During the time he was stationed in Germany, he came home on leave and heard everyone talking about how America was fighting for oil.

“As a solder I found that hard to believe that we were fighting for oil,” said Rakestraw. “I thought we were fighting for a cause – for an injustice being done to Kuwait at that time.”

After retiring in 2002, he continued to support American troops until he retired and began his second career: working for the local ethanol plant Patriot Renewable Fuels. Rakestraw said heralding from a farm, agriculture and ethanol were very tied together.

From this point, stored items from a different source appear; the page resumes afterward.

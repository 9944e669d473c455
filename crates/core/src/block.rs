//! Blocks as exchanged during fast sync.

use crate::{PeerId, H256};
use bytes::Bytes;
use serde::{Deserialize, Serialize};

/// A block with the header fields fast sync inspects and its raw encodings.
#[derive(Debug, Clone, PartialEq, Eq, Serialize, Deserialize)]
pub struct BlockRef {
    /// Block height
    pub number: u64,
    /// Block hash
    pub hash: H256,
    /// Hash of the parent block
    pub parent_hash: H256,
    /// Root of the world-state trie after this block
    pub state_root: H256,
    /// Encoded header
    pub header: Bytes,
    /// Encoded body
    pub body: Bytes,
}

impl BlockRef {
    /// Creates a block with empty header and body encodings.
    pub fn new(number: u64, hash: H256, parent_hash: H256, state_root: H256) -> Self {
        Self {
            number,
            hash,
            parent_hash,
            state_root,
            header: Bytes::new(),
            body: Bytes::new(),
        }
    }

    /// True if `child` is the direct successor of this block.
    pub fn is_parent_of(&self, child: &BlockRef) -> bool {
        child.parent_hash == self.hash && self.number.checked_add(1) == Some(child.number)
    }
}

/// Validated blocks from one peer, in descending height order with contiguous
/// parent linkage.
#[derive(Debug, Clone, PartialEq, Eq)]
pub struct BlockBatch {
    /// Peer that delivered the batch
    pub peer_id: PeerId,
    /// Short display name of that peer
    pub peer_display: String,
    /// Blocks, highest first
    pub blocks: Vec<BlockRef>,
}

impl BlockBatch {
    /// Creates a new batch.
    pub fn new(peer_id: PeerId, peer_display: impl Into<String>, blocks: Vec<BlockRef>) -> Self {
        Self {
            peer_id,
            peer_display: peer_display.into(),
            blocks,
        }
    }

    /// Hash of the first (highest) block, the key the batch is buffered under.
    pub fn key(&self) -> Option<H256> {
        self.blocks.first().map(|b| b.hash)
    }

    /// Number of blocks in the batch.
    pub fn len(&self) -> usize {
        self.blocks.len()
    }

    /// True if the batch holds no blocks.
    pub fn is_empty(&self) -> bool {
        self.blocks.is_empty()
    }
}
//! Implementation of `H256`, the 32-byte hash used across fast sync.

use crate::error::{CoreError, CoreResult};
use serde::{Deserialize, Serialize};
use sha3::{Digest, Keccak256};
use std::fmt;
use std::str::FromStr;

/// The length of `H256` values in bytes.
pub const H256_SIZE: usize = 32;

/// A 32-byte hash.
///
/// Block hashes, trie node keys and state roots are all `H256` values. Equality,
/// ordering and hashing are by value so the type can key maps and sets directly.
#[derive(Clone, Copy, Default, PartialEq, Eq, PartialOrd, Ord, Hash, Serialize, Deserialize)]
pub struct H256([u8; H256_SIZE]);

impl H256 {
    /// Alias for the byte length.
    pub const LENGTH: usize = H256_SIZE;

    /// Returns the all-zero hash.
    #[inline]
    #[must_use]
    pub const fn zero() -> Self {
        Self([0u8; H256_SIZE])
    }

    /// Checks if every byte is zero.
    #[inline]
    #[must_use]
    pub fn is_zero(&self) -> bool {
        self.0.iter().all(|b| *b == 0)
    }

    /// Computes the Keccak-256 digest of `data`.
    ///
    /// Trie nodes are keyed by the digest of their encoded bytes, so a received
    /// `(key, value)` pair is consistent iff `H256::keccak(value) == key`.
    #[must_use]
    pub fn keccak(data: &[u8]) -> Self {
        let digest = Keccak256::digest(data);
        let mut bytes = [0u8; H256_SIZE];
        bytes.copy_from_slice(&digest);
        Self(bytes)
    }

    /// Creates a new `H256` from a byte slice.
    ///
    /// # Errors
    ///
    /// Returns `CoreError::InvalidLength` if the input is not exactly 32 bytes.
    pub fn from_bytes(value: &[u8]) -> CoreResult<Self> {
        if value.len() != H256_SIZE {
            return Err(CoreError::InvalidLength {
                expected: H256_SIZE,
                actual: value.len(),
            });
        }

        let mut bytes = [0u8; H256_SIZE];
        bytes.copy_from_slice(value);
        Ok(Self(bytes))
    }

    /// Returns the underlying bytes.
    #[inline]
    #[must_use]
    pub fn as_bytes(&self) -> &[u8; H256_SIZE] {
        &self.0
    }

    /// Returns the bytes as a `Vec<u8>`.
    #[inline]
    #[must_use]
    pub fn to_vec(&self) -> Vec<u8> {
        self.0.to_vec()
    }

    /// Lower-case hex with a `0x` prefix.
    #[must_use]
    pub fn to_hex_string(&self) -> String {
        format!("0x{}", hex::encode(self.0))
    }

    /// Abbreviated form used in log lines.
    #[must_use]
    pub fn short(&self) -> String {
        hex::encode(&self.0[..4])
    }

    /// Parses a hash from a 64-character hex string, with or without `0x`.
    ///
    /// # Errors
    ///
    /// Returns `CoreError::InvalidFormat` for bad hex and `CoreError::InvalidLength`
    /// for a decoded length other than 32 bytes.
    pub fn parse(s: &str) -> CoreResult<Self> {
        let s = s.strip_prefix("0x").unwrap_or(s);
        let bytes = hex::decode(s).map_err(|e| CoreError::InvalidFormat {
            message: e.to_string(),
        })?;
        Self::from_bytes(&bytes)
    }
}

impl From<[u8; H256_SIZE]> for H256 {
    fn from(bytes: [u8; H256_SIZE]) -> Self {
        Self(bytes)
    }
}

impl AsRef<[u8]> for H256 {
    fn as_ref(&self) -> &[u8] {
        &self.0
    }
}

impl fmt::Display for H256 {
    fn fmt(&self, f: &mut fmt::Formatter<'_>) -> fmt::Result {
        write!(f, "{}", self.to_hex_string())
    }
}

impl fmt::Debug for H256 {
    fn fmt(&self, f: &mut fmt::Formatter<'_>) -> fmt::Result {
        write!(f, "H256({})", self.to_hex_string())
    }
}

impl FromStr for H256 {
    type Err = CoreError;

    fn from_str(s: &str) -> Result<Self, Self::Err> {
        Self::parse(s)
    }
}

Then on November 15, 2013 his view of why America is at war changed. This is the day the Environmental Protection Agency (EPA) announced its 2014 proposed renewable fuel volumes for the Renewable Fuel Standard (RFS). Rakestraw said this is the moment he realized that America is in fact fighting for oil. “This proposal is now telling me it is the truth. So is that what we’ve been fighting for all this time?”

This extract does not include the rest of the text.